Ses papiers militaires n’étant pas en règle, il pourrait être enrôlé de force et envoyé au front. Il préfère donc rester cloîtré dans son appartement sombre, confiant les courses à des proches. La bière, il ne la boit plus que sur son canapé.

Les réfractaires au service sont dans le viseur des autorités, tout comme les déserteurs. Selon la loi ukrainienne, la désertion est passible de cinq à douze ans de prison. Les juges distinguent les cas où un soldat quitte son poste de façon permanente et se cache, ce que l’on nomme «désertion», des cas où il s’éloigne sans autorisation pour une période donnée, par exemple pour se faire soigner, assister au mariage d’un proche ou rejoindre une autre unité. Si l’absence dure plus de trois jours, la sanction prévue va de cinq à dix ans de détention.

Deux rares témoignages

Sans surprise, ces hommes qui fuient l’armée n’aiment pas parler aux journalistes, encore moins ceux de médias étrangers. Nous avons toutefois pu en joindre deux grâce à un intermédiaire.

Alexander s’est engagé volontairement en 2022. D’abord affecté en tant que garde-frontière sur le Danube, puis dans le nord du pays, il ne rencontrait jusqu'ici pas de difficultés particulières. Mais quelques mois plus tard, le jeune homme de 27 ans a été transféré dans une unité de combat du Donbass. Lors de sa première expérience dans une tranchée, un drone russe s’est abattu près de lui. Pris de panique, il s’est foulé le pied en prenant la fuite. Il s’est alors rendu à Kiev pour se faire soigner, malgré les ordres contraires de son commandant.
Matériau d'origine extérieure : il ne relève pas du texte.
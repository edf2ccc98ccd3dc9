//! rollcall server binary.
//!
//! Reads `config.toml` (or the path specified with `--config`), applies
//! `ROLLCALL_*` environment overrides, opens an in-process SQLite store, and
//! serves the JSON API over HTTP.

use std::{path::PathBuf, sync::Arc};

use anyhow::Context as _;
use clap::Parser;
use rollcall_server::{expand_tilde, load_config};
use rollcall_store_sqlite::SqliteStore;
use tokio::net::TcpListener;
use tracing::level_filters::LevelFilter;
use tracing_subscriber::EnvFilter;

#[derive(Parser)]
#[command(author, version, about = "rollcall timetable and attendance server")]
struct Cli {
  /// Path to the TOML configuration file.
  #[arg(short, long, default_value = "config.toml")]
  config: PathBuf,
}

#[tokio::main]
async fn main() -> anyhow::Result<()> {
  tracing_subscriber::fmt()
    .with_env_filter(
      EnvFilter::builder()
        .with_default_directive(LevelFilter::INFO.into())
        .from_env_lossy(),
    )
    .init();

  let cli = Cli::parse();

  let server_cfg = load_config(
    config::File::from(cli.config).required(false),
    config::Environment::with_prefix("ROLLCALL"),
  )
  .context("failed to load configuration")?;

  let store_path = expand_tilde(&server_cfg.store_path);
  let store = SqliteStore::open(&store_path)
    .await
    .with_context(|| format!("failed to open store at {store_path:?}"))?;

  let app = rollcall_server::router(Arc::new(store), server_cfg.timezone);
  let address = format!("{}:{}", server_cfg.host, server_cfg.port);

  tracing::info!(timezone = %server_cfg.timezone, "Listening on http://{address}");
  let listener = TcpListener::bind(&address)
    .await
    .with_context(|| format!("failed to bind {address}"))?;

  axum::serve(listener, app).await.context("server error")?;

  Ok(())
}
Il vit depuis dans la clandestinité.

Andreï, 38 ans, a été intercepté et enrôlé alors qu’il voyageait d’Odessa vers sa région natale. Après une formation militaire de base, son aptitude lui a valu d’être envoyé en école d’officiers. Mais la peur d’être envoyé au front l’a rattrapé. Avant même la fin de la formation, il a pris la fuite et se cache aujourd’hui dans un appartement loué.

Selon des statistiques citées par les médias ukrainiens et issues du bureau du procureur général, 253 000 procédures pénales sont en cours: environ 50 000 pour désertion et un peu plus de 200 000 pour absence non autorisée. A titre de comparaison, les forces armées ukrainiennes compteraient actuellement entre 900 000 et 1 million de militaires. Pour rappel, les femmes ne sont pas soumises à la conscription obligatoire.
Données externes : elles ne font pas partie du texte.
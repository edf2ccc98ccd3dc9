//! API error type and [`axum::response::IntoResponse`] implementation.

use axum::{
  Json,
  http::StatusCode,
  response::{IntoResponse, Response},
};
use serde_json::{Value, json};
use thiserror::Error;

/// An error returned by an API handler.
#[derive(Debug, Error)]
pub enum ApiError {
  #[error("not found: {0}")]
  NotFound(String),

  #[error("bad request: {0}")]
  BadRequest(String),

  /// The request clashes with stored data; `details` carries the ids
  /// involved and is merged into the response body.
  #[error("conflict: {message}")]
  Conflict { message: String, details: Value },

  #[error("store error: {0}")]
  Store(#[source] Box<dyn std::error::Error + Send + Sync>),
}

impl ApiError {
  pub fn store<E>(e: E) -> Self
  where
    E: std::error::Error + Send + Sync + 'static,
  {
    ApiError::Store(Box::new(e))
  }
}

impl From<rollcall_core::Error> for ApiError {
  fn from(e: rollcall_core::Error) -> Self {
    use rollcall_core::Error as E;

    let message = e.to_string();
    match e {
      E::NoActiveClass { .. }
      | E::NoScheduledClass { .. }
      | E::SlotNotFound(_)
      | E::ClassNotFound(_) => ApiError::NotFound(message),
      E::MultipleActiveClasses { class_ids, .. } => ApiError::Conflict {
        message,
        details: json!({ "class_ids": class_ids }),
      },
      E::AmbiguousSlot { slot_ids, .. } => ApiError::Conflict {
        message,
        details: json!({ "slot_ids": slot_ids }),
      },
      E::ScheduleConflict { conflicting } => ApiError::Conflict {
        message,
        details: json!({ "conflicting_slot_ids": conflicting }),
      },
      E::Validation { .. } => ApiError::BadRequest(message),
      E::Store(inner) => ApiError::Store(inner),
    }
  }
}

impl IntoResponse for ApiError {
  fn into_response(self) -> Response {
    let (status, body) = match self {
      ApiError::NotFound(m) => (StatusCode::NOT_FOUND, json!({ "error": m })),
      ApiError::BadRequest(m) => (StatusCode::BAD_REQUEST, json!({ "error": m })),
      ApiError::Conflict { message, details } => {
        let mut body = json!({ "error": message });
        if let (Some(body), Value::Object(extra)) = (body.as_object_mut(), details) {
          body.extend(extra);
        }
        (StatusCode::CONFLICT, body)
      }
      ApiError::Store(e) => {
        tracing::error!(error = %e, "request failed with store error");
        (StatusCode::INTERNAL_SERVER_ERROR, json!({ "error": e.to_string() }))
      }
    };
    (status, Json(body)).into_response()
  }
}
Un sujet de prédilection pour la propagande russe

Le sujet intéresse aussi la propagande russe, qui évoque 400 000 désertions, soit 17 000 cas par mois. Des chiffres largement exagérés. La tendance reste toutefois préoccupante pour Kiev. En 2024, environ 200 000 nouveaux soldats ont été mobilisés, tandis que plus de 68 000 procédures pour absence non autorisée et 23 000 pour désertion ont été ouvertes. Les cas se concentrent surtout dans les régions proches du front, à l’est et au sud du pays.
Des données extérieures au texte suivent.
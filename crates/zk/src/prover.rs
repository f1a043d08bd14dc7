//! Circuit collaborator interface.
//!
//! The proof engine talks to circuits only through [`CircuitBackend`]: a
//! named circuit plus a `{public, private}` input record goes in, a
//! [`ProofBundle`] comes out, and a bundle can be checked against the
//! circuit's verifying key. The Groth16 implementation lives in
//! [`crate::circuit`].

use std::fmt;

use game_core::{Board, Coordinate};

use crate::bundle::ProofBundle;
use crate::codec::EncodingError;

/// Circuits known to the protocol, keyed by artifact name.
#[derive(Debug, Clone, Copy, PartialEq, Eq, Hash, serde::Serialize, serde::Deserialize)]
#[serde(rename_all = "lowercase")]
pub enum CircuitKind {
    /// Board commitment opens to a valid fleet placement.
    Board,
    /// Claimed hit/miss bit is consistent with the committed board.
    Shot,
}

impl CircuitKind {
    pub const ALL: [CircuitKind; 2] = [CircuitKind::Board, CircuitKind::Shot];

    pub const fn name(self) -> &'static str {
        match self {
            Self::Board => "board",
            Self::Shot => "shot",
        }
    }

    /// Number of public signals the circuit exposes.
    pub const fn public_signal_count(self) -> usize {
        match self {
            Self::Board => 1,
            Self::Shot => 4,
        }
    }
}

impl fmt::Display for CircuitKind {
    fn fmt(&self, f: &mut fmt::Formatter<'_>) -> fmt::Result {
        f.write_str(self.name())
    }
}

/// Public and private inputs for one proving request.
#[derive(Debug, Clone)]
pub enum CircuitInputs {
    /// Public: `[commitment]`. Private: `board`.
    Board {
        commitment: ark_bn254::Fr,
        board: Board,
    },
    /// Public: `[commitment, x, y, hit]`. Private: `board`.
    Shot {
        commitment: ark_bn254::Fr,
        board: Board,
        shot: Coordinate,
        hit: bool,
    },
}

impl CircuitInputs {
    /// Board-validity inputs; the commitment is computed from `board`.
    pub fn board(board: Board) -> Self {
        Self::Board {
            commitment: crate::commitment::commit(&board),
            board,
        }
    }

    /// Shot-consistency inputs for a claimed outcome at `shot`.
    pub fn shot(board: Board, shot: Coordinate, hit: bool) -> Self {
        Self::Shot {
            commitment: crate::commitment::commit(&board),
            board,
            shot,
            hit,
        }
    }

    pub const fn kind(&self) -> CircuitKind {
        match self {
            Self::Board { .. } => CircuitKind::Board,
            Self::Shot { .. } => CircuitKind::Shot,
        }
    }
}

/// Errors that can occur during proof generation, verification or encoding.
#[derive(Debug, thiserror::Error)]
pub enum ProofError {
    /// The witness does not satisfy the circuit: the private board does not
    /// open the commitment, the board is invalid, or the claim is false.
    #[error("{circuit} witness is unsatisfiable: {reason}")]
    ProvingFailure { circuit: CircuitKind, reason: String },

    /// A freshly generated proof failed local verification.
    #[error("{circuit} proof failed local verification")]
    LocalVerificationFailure { circuit: CircuitKind },

    #[error("invalid curve point: {0}")]
    InvalidPoint(String),

    #[error(transparent)]
    Encoding(#[from] EncodingError),

    #[error("{circuit} proof carries {actual} public signals, expected {expected}")]
    SignalCount {
        circuit: CircuitKind,
        expected: usize,
        actual: usize,
    },

    #[error("no artifacts found for the {0} circuit")]
    MissingArtifacts(CircuitKind),

    #[error("circuit artifacts are not installed")]
    ArtifactsNotInstalled,

    #[error("circuit artifacts are already installed")]
    ArtifactsAlreadyInstalled,

    #[error("circuit proof generation failed: {0}")]
    CircuitProofError(String),

    #[error("serialization error: {0}")]
    SerializationError(String),

    #[error("I/O error: {0}")]
    Io(#[from] std::io::Error),
}

impl ProofError {
    /// Whether the failure means the claim itself is wrong rather than the
    /// pipeline being broken.
    pub const fn is_unsatisfiable(&self) -> bool {
        matches!(self, Self::ProvingFailure { .. })
    }
}

/// Opaque prover/verifier pair keyed by circuit.
///
/// Proving is CPU-bound and blocking. Latency varies with the circuit and
/// machine; callers that must stay responsive run it on a blocking pool.
pub trait CircuitBackend: Send + Sync {
    /// Computes the witness and produces a proof with its public signals.
    fn full_prove(&self, inputs: &CircuitInputs) -> Result<ProofBundle, ProofError>;

    /// Checks `bundle` against the circuit's verifying key.
    fn verify(&self, circuit: CircuitKind, bundle: &ProofBundle) -> Result<bool, ProofError>;
}
//! Arkworks circuit proving backend.
//!
//! Hand-written R1CS versions of the two battleship relations, proven with
//! Groth16 over BN254:
//!
//! ```text
//! Board ──► BoardCircuit ─┐
//!                         ├─► BattleshipCircuit ──► Groth16Backend ──► ProofBundle
//! Board + shot ─► ShotCircuit ─┘                         ▲
//!                                               CircuitArtifacts (pk, vk)
//! ```
//!
//! Witnesses are synthesized and checked before proving: arkworks will
//! happily produce a proof for an unsatisfied system in release builds, and
//! a false claim must surface as [`ProofError::ProvingFailure`].

pub mod artifacts;
pub mod board;
pub mod gadgets;
pub mod groth16;
pub mod shot;

pub use artifacts::CircuitArtifacts;
pub use board::BoardCircuit;
pub use groth16::{Groth16Backend, Groth16Keys};
pub use shot::ShotCircuit;

use ark_bn254::Fr;
use ark_ff::Zero;
use ark_relations::r1cs::{
    ConstraintSynthesizer, ConstraintSystem, ConstraintSystemRef, SynthesisError,
};
use game_core::{Board, Coordinate, ShipPlacement};

use crate::prover::{CircuitInputs, CircuitKind, ProofError};

/// Placeholder fleet for key generation; setup never reads witness values.
const TEMPLATE_BOARD: Board = Board::new([
    ShipPlacement::horizontal(0, 0),
    ShipPlacement::horizontal(0, 1),
    ShipPlacement::horizontal(0, 2),
    ShipPlacement::horizontal(0, 3),
    ShipPlacement::horizontal(0, 4),
]);

/// Either circuit, dispatched by [`CircuitKind`].
#[derive(Clone, Debug)]
pub enum BattleshipCircuit {
    Board(BoardCircuit),
    Shot(ShotCircuit),
}

impl BattleshipCircuit {
    /// Shape-only instance used for key generation.
    pub fn template(kind: CircuitKind) -> Self {
        match kind {
            CircuitKind::Board => Self::Board(BoardCircuit::new(Fr::zero(), TEMPLATE_BOARD)),
            CircuitKind::Shot => Self::Shot(ShotCircuit::new(
                Fr::zero(),
                TEMPLATE_BOARD,
                Coordinate::new(0, 0),
                false,
            )),
        }
    }

    pub fn kind(&self) -> CircuitKind {
        match self {
            Self::Board(_) => CircuitKind::Board,
            Self::Shot(_) => CircuitKind::Shot,
        }
    }

    pub fn public_inputs(&self) -> Vec<Fr> {
        match self {
            Self::Board(circuit) => circuit.public_inputs(),
            Self::Shot(circuit) => circuit.public_inputs(),
        }
    }

    /// Synthesizes the witness and checks every constraint.
    pub fn check_witness(&self) -> Result<(), ProofError> {
        let circuit = self.kind();
        let cs = ConstraintSystem::<Fr>::new_ref();
        self.clone()
            .generate_constraints(cs.clone())
            .map_err(|e| ProofError::ProvingFailure {
                circuit,
                reason: e.to_string(),
            })?;

        match cs.which_is_unsatisfied() {
            Ok(None) => {
                tracing::debug!(%circuit, constraints = cs.num_constraints(), "Witness satisfied");
                Ok(())
            }
            Ok(Some(constraint)) => Err(ProofError::ProvingFailure {
                circuit,
                reason: format!("constraint {constraint} is not satisfied"),
            }),
            Err(e) => Err(ProofError::CircuitProofError(e.to_string())),
        }
    }
}

impl From<&CircuitInputs> for BattleshipCircuit {
    fn from(inputs: &CircuitInputs) -> Self {
        match inputs {
            CircuitInputs::Board { commitment, board } => {
                Self::Board(BoardCircuit::new(*commitment, board.clone()))
            }
            CircuitInputs::Shot {
                commitment,
                board,
                shot,
                hit,
            } => Self::Shot(ShotCircuit::new(*commitment, board.clone(), *shot, *hit)),
        }
    }
}

impl ConstraintSynthesizer<Fr> for BattleshipCircuit {
    fn generate_constraints(self, cs: ConstraintSystemRef<Fr>) -> Result<(), SynthesisError> {
        match self {
            Self::Board(circuit) => circuit.generate_constraints(cs),
            Self::Shot(circuit) => circuit.generate_constraints(cs),
        }
    }
}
Une histoire a particulièrement défrayé l’actualité: celle de Serhiy Hnezdilov. En 2019, le soldat a abandonné ses études de journalisme pour s’engager volontairement. A partir de 2022, il a combattu à l’est et s’est fait connaître sur les réseaux sociaux, notamment grâce à ses podcasts où il racontait la vie du front avec ses camarades. Il y a près d’un an, il a annoncé sur Facebook qu’il quittait son unité afin de promouvoir le débat sur la durée du service militaire. En effet, soldats volontaires comme enrôlés de force s’engagent sans savoir quand prendra fin leur contrat.

Beaucoup d’Ukrainiens dénoncent depuis longtemps cette situation: aucune perspective de fin de guerre, donc pas de fin de service. Les permissions sont rares, et les unités épuisées sont rarement relevées. Parallèlement, dans les grandes villes, de jeunes hommes festoient et échappent à la conscription, parfois grâce à la corruption. A noter que l’obligation de servir ne concerne que les hommes à partir de 25 ans, une singularité mondiale.

Deuxième chance

Serhiy Hnezdilov, aujourd’hui âgé de 25 ans, a été arrêté quelques semaines après sa désertion. Mais en janvier, un tribunal a ordonné sa libération, après qu’il a accepté de regagner son unité. Une réforme importante a peu avant été votée: les soldats ayant quitté leur poste pour la première fois pouvaient bénéficier d’une amnistie s’ils reprenaient du service d’ici à fin août 2025. Selon les chiffres officiels, environ 29 000 hommes en ont profité.

Une visite au troisième centre de recrutement de la marine ukrainienne, à Odessa, montre quelques efforts de l’armée pour convaincre les soldats disparus de réintégrer leurs rangs. Le bureau se trouve dans un immeuble commercial, derrière des stores bleus frappés d’une ancre et du trident ukrainien. Quelques plantes vertes se dressent çà et là, censées donner une touche plus humaine à l’endroit.

Dmitro, officier au centre, explique que le bureau reçoit environ vingt appels par jour. «Nous demandons l’âge, l’état de santé, la formation et le métier exercé dans la vie civile. Nous les interrogeons aussi sur le type d’unité où ils aimeraient servir.» Ensuite, il prend contact avec l’une des neuf brigades partenaires du centre.

«Si une brigade est intéressée, nous rappelons le candidat et l’aidons à reprendre son service»

Quelques formalités plus tard, le dossier est clos.

«Avec cette amnistie, il est assez simple de revenir sans conséquences judiciaires. Et beaucoup de soldats sont affectés à l’arrière, pas directement en première ligne.»